THESE TERMS AND CONDITIONS ("AGREEMENT") APPLY TO YOUR ORDER AND PURCHASE OF HARDWARE, SOFTWARE, THIRD-PARTY BRANDED SERVICES AND SUPPORT, AND INSIGHT SKU'D SERVICES (COLLECTIVELY, "PRODUCT") SOLD BY INSIGHT and through its website at nz.insight.com (the "Website"). You accept the terms and conditions of this Agreement, unless you have a separate purchase agreement governing the purchase of Product signed by both your company and Insight, in which case, that separate agreement will govern your purchase. Insight may, from time to time and at its sole option, revise this Agreement without notice by posting the revised agreement on the Website. The Agreement posted on the Website at the time Insight accepts your order will govern that purchase.

  • Accuracy of Data/Corrections. Insight obtains certain data directly from the manufacturer, publisher or supplier of Products and is not responsible for pricing, typographical or other errors in any such data. In addition, availability of third party Product is subject to change without notice. Insight reserves the right to cancel orders related to such errors or Product discontinuation or unavailability, and to correct the Website at any time, including pricing errors not detected until after Insight's confirmation or e-mail response.
  • Prices/Payment Terms. Your order is subject to review and acceptance by Insight. Prices are subject to change at any time prior to Insight's acceptance of your order and all orders are subject to Insight's credit approval. You must provide appropriate credit references upon request and authorize us to obtain credit history from such references. You agree to pay the total purchase price for the Products, plus taxes (including any GST that is payable) and shipping (to the extent shipping is not prepaid by you), including shipping charges billed to Insight as a result of using your carrier account number or a carrier selected by you. Invoices are due and payable within the time frame and in the currency specified on the invoice, measured from the date of invoice. Where invoices are paid in a currency other than that specified on the invoice, you agree to remit payment to Insight for any losses incurred upon conversion of any payments received which result in a short-payment of such invoices.

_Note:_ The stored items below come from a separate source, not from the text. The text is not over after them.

// src/metrics.rs
use anyhow::{Context, Result};
use axum::{routing::get, Router};
use metrics::{counter, describe_counter, describe_gauge, describe_histogram, gauge, histogram};
use metrics_exporter_prometheus::{PrometheusBuilder, PrometheusHandle};
use once_cell::sync::OnceCell;

use crate::detect::{DetectionMethod, DetectionMode};

pub const DETECT_REQUESTS: &str = "detect_requests_total";
pub const DETECTIONS: &str = "detections_total";
pub const DETECT_MISSES: &str = "detect_misses_total";
pub const DETECT_CONFIDENCE: &str = "detect_confidence";
pub const SOURCES_TOTAL: &str = "sources_total";
pub const WEBHOOKS_RECEIVED: &str = "webhooks_received_total";

static HANDLE: OnceCell<PrometheusHandle> = OnceCell::new();

#[derive(Clone)]
pub struct Metrics {
    pub handle: PrometheusHandle,
}

impl Metrics {
    /// Install the Prometheus recorder (once per process) and describe our series.
    /// Later calls reuse the installed handle, so routers built in tests can share it.
    pub fn init() -> Result<Self> {
        let handle = HANDLE
            .get_or_try_init(|| {
                PrometheusBuilder::new()
                    .install_recorder()
                    .context("prometheus: install recorder")
            })?
            .clone();
        ensure_metrics_described();
        Ok(Self { handle })
    }

    /// `/metrics` in the Prometheus exposition format.
    pub fn router<S>(&self) -> Router<S>
    where
        S: Clone + Send + Sync + 'static,
    {
        let handle = self.handle.clone();
        Router::new().route(
            "/metrics",
            get(move || {
                let h = handle.clone();
                async move { h.render() }
            }),
        )
    }
}

/// One-time metrics registration (so series show up on /metrics).
fn ensure_metrics_described() {
    static ONCE: OnceCell<()> = OnceCell::new();
    ONCE.get_or_init(|| {
        describe_counter!(DETECT_REQUESTS, "Detection requests, by mode.");
        describe_counter!(DETECTIONS, "Successful detections, by method.");
        describe_counter!(DETECT_MISSES, "Detection requests with no source found.");
        describe_histogram!(DETECT_CONFIDENCE, "Confidence of successful detections.");
        describe_gauge!(SOURCES_TOTAL, "Registered sources.");
        describe_counter!(WEBHOOKS_RECEIVED, "Accepted inbound webhook calls.");
    });
}

pub fn record_request(mode: DetectionMode) {
    counter!(DETECT_REQUESTS, "mode" => mode.as_str()).increment(1);
}

pub fn record_hit(method: DetectionMethod, confidence: f64) {
    counter!(DETECTIONS, "method" => method.as_str()).increment(1);
    histogram!(DETECT_CONFIDENCE).record(confidence);
}

pub fn record_miss() {
    counter!(DETECT_MISSES).increment(1);
}

pub fn record_webhook_received() {
    counter!(WEBHOOKS_RECEIVED).increment(1);
}

pub fn set_source_count(n: usize) {
    gauge!(SOURCES_TOTAL).set(n as f64);
}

You agree to pay interest on all past-due amounts at the rate of one and one-half percent (1.5%) per month (18% per annum), or such lesser amount determined by Insight calculated monthly on the past due amount. You will be responsible for Insight's costs of collection for any payment default, including, but not limited to, court costs, filing fees and attorneys' fees. In addition, if payments are not received as described above, Insight reserves the right to suspend further deliveries until payment is received.
  • Credits. You must expend or apply any credits issued to you by Insight for any reason within two years from the date the credit is issued. If not used within such period, credits will automatically expire.*
  • Taxes. Federal, state and local sales, use and excise taxes and all similar taxes and duties, (excluding taxes based on Insight's income, assets or net worth), are solely your responsibility. You may provide Insight a tax exemption certificate, which will be subject to review and acceptance by Insight.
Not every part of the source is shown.